アメリカ南西研究所(SwRI)とアリゾナ大学の科学者チームは最近、国際学術誌『天文物理期刊通訊』(The Astrophysical Journal Letters)に最新の研究を発表し、月の形成過程が人類の生命の誕生過程よりもはるかに速い可能性があることを指摘しました。研究によれば、月は地球と火星サイズの原始惑星「テイア」との衝突後、最速でわずか5時間で直接形成される可能性があり、この発見は月の形成に関する科学界の主流の見解に挑戦しています。

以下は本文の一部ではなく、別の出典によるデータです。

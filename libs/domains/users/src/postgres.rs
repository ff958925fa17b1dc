use async_trait::async_trait;
use database::BaseRepository;
use sea_orm::ActiveValue::Set;
use sea_orm::{
    ActiveModelTrait, ColumnTrait, ConnectionTrait, DatabaseConnection, DbBackend, DbErr,
    EntityTrait, FromQueryResult, IntoActiveModel, QueryFilter, SqlErr, Statement,
    TransactionTrait, Value,
};
use uuid::Uuid;

use crate::{
    entity::{address, user},
    error::{UserError, UserResult},
    models::{Address, AddressInput, NewUser, User, UserChanges},
    repository::UserRepository,
};

pub struct PgUserRepository {
    base: BaseRepository<user::Entity>,
}

impl PgUserRepository {
    pub fn new(db: DatabaseConnection) -> Self {
        Self {
            base: BaseRepository::new(db),
        }
    }
}

fn is_unique_violation(e: &DbErr) -> bool {
    matches!(e.sql_err(), Some(SqlErr::UniqueConstraintViolation(_)))
}

#[derive(Debug, FromQueryResult)]
struct CountRow {
    total: i64,
}

#[async_trait]
impl UserRepository for PgUserRepository {
    async fn create(&self, input: NewUser, address: Option<AddressInput>) -> UserResult<User> {
        let txn = self.base.db().begin().await?;

        let address_id = match address {
            Some(input) => Some(
                address::ActiveModel::from_input(input)
                    .insert(&txn)
                    .await?
                    .id,
            ),
            None => None,
        };

        let model = user::ActiveModel::from_new(input, address_id)
            .insert(&txn)
            .await
            .map_err(|e| {
                if is_unique_violation(&e) {
                    UserError::EmailRegistered
                } else {
                    UserError::Database(e)
                }
            })?;

        txn.commit().await?;

        tracing::info!(user_id = %model.id, "Created user");
        Ok(model.into())
    }

    async fn get_by_id(&self, id: Uuid) -> UserResult<Option<User>> {
        let model = self.base.find_by_id(id).await?;
        Ok(model.map(Into::into))
    }

    async fn get_by_email(&self, email: &str) -> UserResult<Option<User>> {
        let model = user::Entity::find()
            .filter(user::Column::EmailAddress.eq(email))
            .one(self.base.db())
            .await?;

        Ok(model.map(Into::into))
    }

    async fn get_address(&self, id: Uuid) -> UserResult<Option<Address>> {
        let model = address::Entity::find_by_id(id)
            .one(self.base.db())
            .await?;

        Ok(model.map(Into::into))
    }

    async fn list(
        &self,
        search: Option<String>,
        window: Option<(u64, u64)>,
    ) -> UserResult<(Vec<User>, u64)> {
        let mut values: Vec<Value> = Vec::new();
        let mut where_clause = String::new();

        if let Some(search) = search {
            values.push(format!("%{}%", search).into());
            where_clause =
                " WHERE (LOWER(first_name) LIKE $1 OR LOWER(last_name) LIKE $1)".to_string();
        }

        let count_sql = format!("SELECT COUNT(*) AS total FROM users{}", where_clause);
        let total = CountRow::find_by_statement(Statement::from_sql_and_values(
            DbBackend::Postgres,
            &count_sql,
            values.clone(),
        ))
        .one(self.base.db())
        .await?
        .map(|row| row.total as u64)
        .unwrap_or(0);

        let mut sql = format!(
            "SELECT * FROM users{} ORDER BY created_at ASC, id ASC",
            where_clause
        );
        if let Some((limit, offset)) = window {
            sql.push_str(&format!(
                " LIMIT ${} OFFSET ${}",
                values.len() + 1,
                values.len() + 2
            ));
            values.push(i64::try_from(limit).unwrap_or(i64::MAX).into());
            values.push(i64::try_from(offset).unwrap_or(i64::MAX).into());
        }

        let models = user::Model::find_by_statement(Statement::from_sql_and_values(
            DbBackend::Postgres,
            &sql,
            values,
        ))
        .all(self.base.db())
        .await?;

        Ok((models.into_iter().map(Into::into).collect(), total))
    }

    async fn update(
        &self,
        id: Uuid,
        changes: UserChanges,
        address: Option<AddressInput>,
    ) -> UserResult<User> {
        let txn = self.base.db().begin().await?;

        let existing = user::Entity::find_by_id(id)
            .one(&txn)
            .await?
            .ok_or(UserError::NotFound(id))?;

        let mut address_id = existing.address_id;
        if let Some(input) = address {
            let current = match existing.address_id {
                Some(address_id) => address::Entity::find_by_id(address_id)
                    .one(&txn)
                    .await?,
                None => None,
            };

            address_id = Some(match current {
                Some(model) => {
                    let mut active = model.into_active_model();
                    active.apply_input(input);
                    active.update(&txn).await?.id
                }
                None => {
                    address::ActiveModel::from_input(input)
                        .insert(&txn)
                        .await?
                        .id
                }
            });
        }

        let mut active = existing.into_active_model();
        active.email_address = Set(changes.email_address);
        active.password = Set(changes.password_hash);
        active.first_name = Set(changes.first_name);
        active.last_name = Set(changes.last_name);
        active.is_admin = Set(changes.is_admin);
        active.address_id = Set(address_id);
        active.updated_at = Set(chrono::Utc::now().into());

        let model = active.update(&txn).await.map_err(|e| {
            if is_unique_violation(&e) {
                UserError::DuplicateEmail
            } else {
                UserError::Database(e)
            }
        })?;

        txn.commit().await?;

        tracing::info!(user_id = %id, "Updated user");
        Ok(model.into())
    }

    async fn delete(&self, id: Uuid) -> UserResult<bool> {
        let txn = self.base.db().begin().await?;

        let Some(existing) = user::Entity::find_by_id(id)
            .one(&txn)
            .await?
        else {
            return Ok(false);
        };

        // Shipping addresses are copies owned by the orders; remember them
        // before the orders (and with them shippings, lines and payment
        // snapshots) cascade away.
        let shipping_addresses = txn
            .query_all_raw(Statement::from_sql_and_values(
                DbBackend::Postgres,
                "SELECT s.address_id FROM shippings s JOIN orders o ON o.id = s.order_id \
                 WHERE o.user_id = $1",
                [id.into()],
            ))
            .await?
            .into_iter()
            .map(|row| row.try_get::<Uuid>("", "address_id"))
            .collect::<Result<Vec<_>, _>>()?;

        let orders = txn
            .execute_raw(Statement::from_sql_and_values(
                DbBackend::Postgres,
                "DELETE FROM orders WHERE user_id = $1",
                [id.into()],
            ))
            .await?;

        user::Entity::delete_by_id(id)
            .exec(&txn)
            .await?;

        let mut address_ids = shipping_addresses;
        address_ids.extend(existing.address_id);
        if !address_ids.is_empty() {
            address::Entity::delete_many()
                .filter(address::Column::Id.is_in(address_ids))
                .exec(&txn)
                .await?;
        }

        txn.commit().await?;

        tracing::info!(
            user_id = %id,
            orders_deleted = orders.rows_affected(),
            "Deleted user"
        );
        Ok(true)
    }

    async fn count(&self) -> UserResult<u64> {
        self.base.count().await.map_err(UserError::from)
    }
}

長い間、科学界では約45億年前に「テイア」と呼ばれる火星サイズの天体が原始地球に激突し、その後飛び散った大量の破片が宇宙に入り、地球の周りの軌道でゆっくりと集まって最終的に今日の月が形成されたと広く考えられてきました。しかし、この「大衝突仮説」は広く受け入れられているものの、月と地球の同位体成分が驚くほど似ているという厄介な問題に直面しています。緩慢な集積モデルによれば、月は大量の「テイア」の破片から構成されるべきであり、その成分は地球と明らかに異なるはずです。
月の形成過程の時間が大幅に短縮
研究チームはスーパーコンピュータを利用して高解像度のシミュレーションを行い、初めて衝突天体の内部温度構造と材料強度を計算モデルに組み込みました。シミュレーションの結果、月の形成過程は材料の温度に非常に敏感であることが示されました。もし地球と「テイア」が衝突前に類似の内部温度構造を持っていた場合、衝突の結果は全く異なることになります。これは、衝突瞬間の高温で溶融し、短時間で完全に混合された後、約5時間以内に発育した完全で比較的独立した原始月が形成されることを意味します。
研究の第一著者であり、南西研究所の博士研究員であるアディエン・ダントン博士は、「私たちは、火星サイズの原始月(テイア)の既存の地質特性が重要であることを発見しました。地球と月を地質特性を持つ衝突体としてシミュレーションすると、月の形成メカニズムが変わります。」と述べています。彼女はさらに、「原始衝突のモデリングと同じパラメータを使用し、両天体の内部温度構造が同じである場合、約5時間で完全な月が現れることが分かりました。」と説明しました。
この発見がさらに検証されれば、月の進化のタイムラインを根本的に書き換えることになります。従来の理論では月の形成には数百万年かかると考えられていましたが、新しいモデルではこの過程を1日未満に圧縮しています。ダントンは「月は一日の午後に形成された可能性があります。」と述べています。これまでの研究は通常、衝突天体を「流体球」として扱い、岩石の強度特性を無視していましたが、新しいモデルは材料の強度と温度を同時に考慮し、地月系の形成を理解するためのより完全な物理的な視点を提供します。
研究はまた、地球と月の成分の高度な類似性が、テイアと原始地球が原行星円盤の同じ領域で形成されたことに起因する可能性があることを指摘しています。ダントンは月の成分の難題を説明する際に、「これは月の起源の謎を解明するための新しい手がかりを提供します。」と述べています。彼女はさらに、この発見が月と地球の揮発分含量や成分の違いを説明するのに役立つことを指摘しました。